Segment Start: Records shown

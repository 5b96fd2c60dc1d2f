//! Stefan–Boltzmann relation between luminosity, radius and temperature.
//!
//! In solar units the law reads `L = R² (T / T☉)⁴`; each function below solves
//! it for one quantity given the other two. The SI form and the linear
//! temperature approximation are kept alongside for callers that need to
//! reproduce older results.

use std::f64::consts::PI;

use units::{Luminosity, Radius, Temperature};

/// Stefan–Boltzmann constant σ in W m⁻² K⁻⁴ (rounded).
pub const STEFAN_BOLTZMANN: f64 = 5.67e-8;

/// Luminosity of a blackbody sphere, `L = R² (T / T☉)⁴`.
pub fn luminosity(radius: Radius, temperature: Temperature) -> Luminosity {
    Luminosity::from_solar(radius.powi(2) * temperature.ratio_to_solar().powi(4))
}

/// Luminosity from the SI form, `L = 4π R² σ T⁴`, with `R` in meters.
///
/// With the rounded σ this sits about 0.6% above [`luminosity`] for the Sun.
pub fn luminosity_si(radius: Radius, temperature: Temperature) -> Luminosity {
    let r = radius.to_meters();
    Luminosity::from_watts(4.0 * PI * r * r * STEFAN_BOLTZMANN * temperature.powi(4))
}

/// Radius that emits `luminosity` at `temperature`, `R = √L / (T / T☉)²`.
pub fn radius(luminosity: Luminosity, temperature: Temperature) -> Radius {
    Radius::from_solar_radii(luminosity.to_solar().sqrt() / temperature.ratio_to_solar().powi(2))
}

/// Temperature at which `radius` emits `luminosity`, `T = T☉ (L / R²)^¼`.
pub fn temperature(luminosity: Luminosity, radius: Radius) -> Temperature {
    Temperature::solar() * (luminosity.to_solar() / radius.powi(2)).powf(0.25)
}

/// Linear approximation `T = T☉ L / R²`.
///
/// Agrees with [`temperature`] only when `L = R²`; elsewhere it overshoots
/// the fourth-root law badly.
pub fn temperature_linear(luminosity: Luminosity, radius: Radius) -> Temperature {
    Temperature::solar() * (luminosity.to_solar() / radius.powi(2))
}

/// Relative mismatch `|L - R² (T/T☉)⁴| / L` of a parameter set.
pub fn relative_residual(luminosity: Luminosity, radius: Radius, temperature: Temperature) -> f64 {
    let expected = self::luminosity(radius, temperature).to_solar();
    ((luminosity.to_solar() - expected) / luminosity.to_solar()).abs()
}
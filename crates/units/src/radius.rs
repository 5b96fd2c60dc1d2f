use serde::{Deserialize, Serialize};

/// Nominal solar radius in meters.
pub const SOLAR_RADIUS_M: f64 = 6.9634e8;
/// Solar radius in units of 10⁵ km.
pub const SOLAR_RADIUS_1E5_KM: f64 = 6.9634;

/// A stellar radius using f64 precision.
///
/// The base unit is the solar radius (R☉). The interactive controls present
/// radii in 10⁵ km, so conversions to and from that unit take an explicit
/// factor: the canonical one is [`SOLAR_RADIUS_1E5_KM`], while callers that
/// need a different convention pass their own.
///
/// # Examples
///
/// ```rust
/// use units::Radius;
///
/// let sun = Radius::from_solar_radii(1.0);
/// assert_eq!(sun.to_meters(), 6.9634e8);
///
/// let giant = Radius::from_1e5_km_with(69.634, units::SOLAR_RADIUS_1E5_KM);
/// assert!((giant.to_solar_radii() - 10.0).abs() < 1e-12);
/// ```
#[derive(Debug, Clone, Copy, PartialEq, PartialOrd, Deserialize, Serialize)]
#[serde(transparent)]
pub struct Radius(f64); // Base unit: R☉

impl Radius {
    /// Creates a new `Radius` from a value in solar radii.
    pub fn from_solar_radii(value: f64) -> Self {
        Self(value)
    }

    /// Creates a new `Radius` from a value in 10⁵ km, where one solar radius
    /// is `factor` × 10⁵ km.
    pub fn from_1e5_km_with(value: f64, factor: f64) -> Self {
        Self(value / factor)
    }

    /// The Sun's radius.
    pub fn solar() -> Self {
        Self(1.0)
    }

    /// Returns the radius in solar radii.
    pub fn to_solar_radii(&self) -> f64 {
        self.0
    }

    /// Returns the radius in meters.
    pub fn to_meters(&self) -> f64 {
        self.0 * SOLAR_RADIUS_M
    }

    /// Returns the radius in 10⁵ km, where one solar radius is `factor` × 10⁵ km.
    pub fn to_1e5_km_with(&self, factor: f64) -> f64 {
        self.0 * factor
    }

    /// Raise to integer power
    pub fn powi(&self, n: i32) -> f64 {
        self.0.powi(n)
    }
}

Segment End: Records shown

◆ **What the task requires**:
Word for word, write out all the lines shown above.

◆ **Answer to this task**:
repository 5b96fd2c60dc1d2f
//! Stefan–Boltzmann relation between luminosity, radius and temperature.
//!
//! In solar units the law reads `L = R² (T / T☉)⁴`; each function below solves
//! it for one quantity given the other two. The SI form and the linear
//! temperature approximation are kept alongside for callers that need to
//! reproduce older results.

use std::f64::consts::PI;

use units::{Luminosity, Radius, Temperature};

/// Stefan–Boltzmann constant σ in W m⁻² K⁻⁴ (rounded).
pub const STEFAN_BOLTZMANN: f64 = 5.67e-8;

/// Luminosity of a blackbody sphere, `L = R² (T / T☉)⁴`.
pub fn luminosity(radius: Radius, temperature: Temperature) -> Luminosity {
    Luminosity::from_solar(radius.powi(2) * temperature.ratio_to_solar().powi(4))
}

/// Luminosity from the SI form, `L = 4π R² σ T⁴`, with `R` in meters.
///
/// With the rounded σ this sits about 0.6% above [`luminosity`] for the Sun.
pub fn luminosity_si(radius: Radius, temperature: Temperature) -> Luminosity {
    let r = radius.to_meters();
    Luminosity::from_watts(4.0 * PI * r * r * STEFAN_BOLTZMANN * temperature.powi(4))
}

/// Radius that emits `luminosity` at `temperature`, `R = √L / (T / T☉)²`.
pub fn radius(luminosity: Luminosity, temperature: Temperature) -> Radius {
    Radius::from_solar_radii(luminosity.to_solar().sqrt() / temperature.ratio_to_solar().powi(2))
}

/// Temperature at which `radius` emits `luminosity`, `T = T☉ (L / R²)^¼`.
pub fn temperature(luminosity: Luminosity, radius: Radius) -> Temperature {
    Temperature::solar() * (luminosity.to_solar() / radius.powi(2)).powf(0.25)
}

/// Linear approximation `T = T☉ L / R²`.
///
/// Agrees with [`temperature`] only when `L = R²`; elsewhere it overshoots
/// the fourth-root law badly.
pub fn temperature_linear(luminosity: Luminosity, radius: Radius) -> Temperature {
    Temperature::solar() * (luminosity.to_solar() / radius.powi(2))
}

/// Relative mismatch `|L - R² (T/T☉)⁴| / L` of a parameter set.
pub fn relative_residual(luminosity: Luminosity, radius: Radius, temperature: Temperature) -> f64 {
    let expected = self::luminosity(radius, temperature).to_solar();
    ((luminosity.to_solar() - expected) / luminosity.to_solar()).abs()
}
filename crates/units/src/radius.rs
repository 5b96fd2c60dc1d2f
use serde::{Deserialize, Serialize};

/// Nominal solar radius in meters.
pub const SOLAR_RADIUS_M: f64 = 6.9634e8;
/// Solar radius in units of 10⁵ km.
pub const SOLAR_RADIUS_1E5_KM: f64 = 6.9634;

/// A stellar radius using f64 precision.
///
/// The base unit is the solar radius (R☉). The interactive controls present
/// radii in 10⁵ km, so conversions to and from that unit take an explicit
/// factor: the canonical one is [`SOLAR_RADIUS_1E5_KM`], while callers that
/// need a different convention pass their own.
///
/// # Examples
///
/// ```rust
/// use units::Radius;
///
/// let sun = Radius::from_solar_radii(1.0);
/// assert_eq!(sun.to_meters(), 6.9634e8);
///
/// let giant = Radius::from_1e5_km_with(69.634, units::SOLAR_RADIUS_1E5_KM);
/// assert!((giant.to_solar_radii() - 10.0).abs() < 1e-12);
/// ```
#[derive(Debug, Clone, Copy, PartialEq, PartialOrd, Deserialize, Serialize)]
#[serde(transparent)]
pub struct Radius(f64); // Base unit: R☉

impl Radius {
    /// Creates a new `Radius` from a value in solar radii.
    pub fn from_solar_radii(value: f64) -> Self {
        Self(value)
    }

    /// Creates a new `Radius` from a value in 10⁵ km, where one solar radius
    /// is `factor` × 10⁵ km.
    pub fn from_1e5_km_with(value: f64, factor: f64) -> Self {
        Self(value / factor)
    }

    /// The Sun's radius.
    pub fn solar() -> Self {
        Self(1.0)
    }

    /// Returns the radius in solar radii.
    pub fn to_solar_radii(&self) -> f64 {
        self.0
    }

    /// Returns the radius in meters.
    pub fn to_meters(&self) -> f64 {
        self.0 * SOLAR_RADIUS_M
    }

    /// Returns the radius in 10⁵ km, where one solar radius is `factor` × 10⁵ km.
    pub fn to_1e5_km_with(&self, factor: f64) -> f64 {
        self.0 * factor
    }

    /// Raise to integer power
    pub fn powi(&self, n: i32) -> f64 {
        self.0.powi(n)
    }
}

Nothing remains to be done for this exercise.